◆ WHAT NEEDS TO BE DONE
You are asked to write out the entries exactly as they are given.
*** Opening AVAILABLE RECORDS ***
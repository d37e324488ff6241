//! Cascading cleanup registry.
//!
//! Tracks, per owner, the visual nodes that must be detached from the host
//! presentation tree when the owner goes away. Cleanup is cooperative: the
//! owner is asked before anything is removed, dependents that are owners
//! themselves are cleaned up recursively, and nested owners whose cleanup
//! failed are restored so a later request can retry them.
//!
//! The registry never owns the resources it tracks. Delegates and nodes are
//! held through [`WeakHandle`]s, and everything host-specific (which session a
//! delegate lives in, how a view is detached) is supplied through the
//! [`BridgeResolver`] and [`RemovalExecutor`] seams.
//!
//! # Threading
//!
//! The registry is built on `Rc`/`Weak` and is therefore `!Send`. It belongs
//! to the host's UI thread.

/// Host bridge handles, bridge resolution and the removal seam.
pub mod bridge;
/// Registry configuration.
pub mod config;
/// Owner entries.
pub mod entry;
/// Error types.
pub mod error;
/// Non-owning handles.
pub mod handle;
/// Identity types and capability traits.
pub mod node;
/// The cleanup registry and its cascade algorithm.
pub mod registry;

pub use bridge::{BridgeHandle, BridgeResolver, FixedResolver, RemovalExecutor, ResolverChain};
pub use config::{RegisterDefaults, RegistryConfig, TraceFlags};
pub use entry::CleanupEntry;
pub use error::{CleanupError, ConfigError, RemovalError};
pub use handle::{WeakHandle, weak_delegate, weak_node};
pub use node::{CleanupDelegate, CleanupSender, HostViewId, NodeTag, OwnerKey, VisualNode};
pub use registry::{CleanupOutcome, CleanupRegistry, CleanupReport, RegisterOptions};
*** Closing AVAILABLE RECORDS ***
◆ EXERCISE RESPONSE
repository d37e324488ff6241
//! Cascading cleanup registry.
//!
//! Tracks, per owner, the visual nodes that must be detached from the host
//! presentation tree when the owner goes away. Cleanup is cooperative: the
//! owner is asked before anything is removed, dependents that are owners
//! themselves are cleaned up recursively, and nested owners whose cleanup
//! failed are restored so a later request can retry them.
//!
//! The registry never owns the resources it tracks. Delegates and nodes are
//! held through [`WeakHandle`]s, and everything host-specific (which session a
//! delegate lives in, how a view is detached) is supplied through the
//! [`BridgeResolver`] and [`RemovalExecutor`] seams.
//!
//! # Threading
//!
//! The registry is built on `Rc`/`Weak` and is therefore `!Send`. It belongs
//! to the host's UI thread.

/// Host bridge handles, bridge resolution and the removal seam.
pub mod bridge;
/// Registry configuration.
pub mod config;
/// Owner entries.
pub mod entry;
/// Error types.
pub mod error;
/// Non-owning handles.
pub mod handle;
/// Identity types and capability traits.
pub mod node;
/// The cleanup registry and its cascade algorithm.
pub mod registry;

pub use bridge::{BridgeHandle, BridgeResolver, FixedResolver, RemovalExecutor, ResolverChain};
pub use config::{RegisterDefaults, RegistryConfig, TraceFlags};
pub use entry::CleanupEntry;
pub use error::{CleanupError, ConfigError, RemovalError};
pub use handle::{WeakHandle, weak_delegate, weak_node};
pub use node::{CleanupDelegate, CleanupSender, HostViewId, NodeTag, OwnerKey, VisualNode};
pub use registry::{CleanupOutcome, CleanupRegistry, CleanupReport, RegisterOptions};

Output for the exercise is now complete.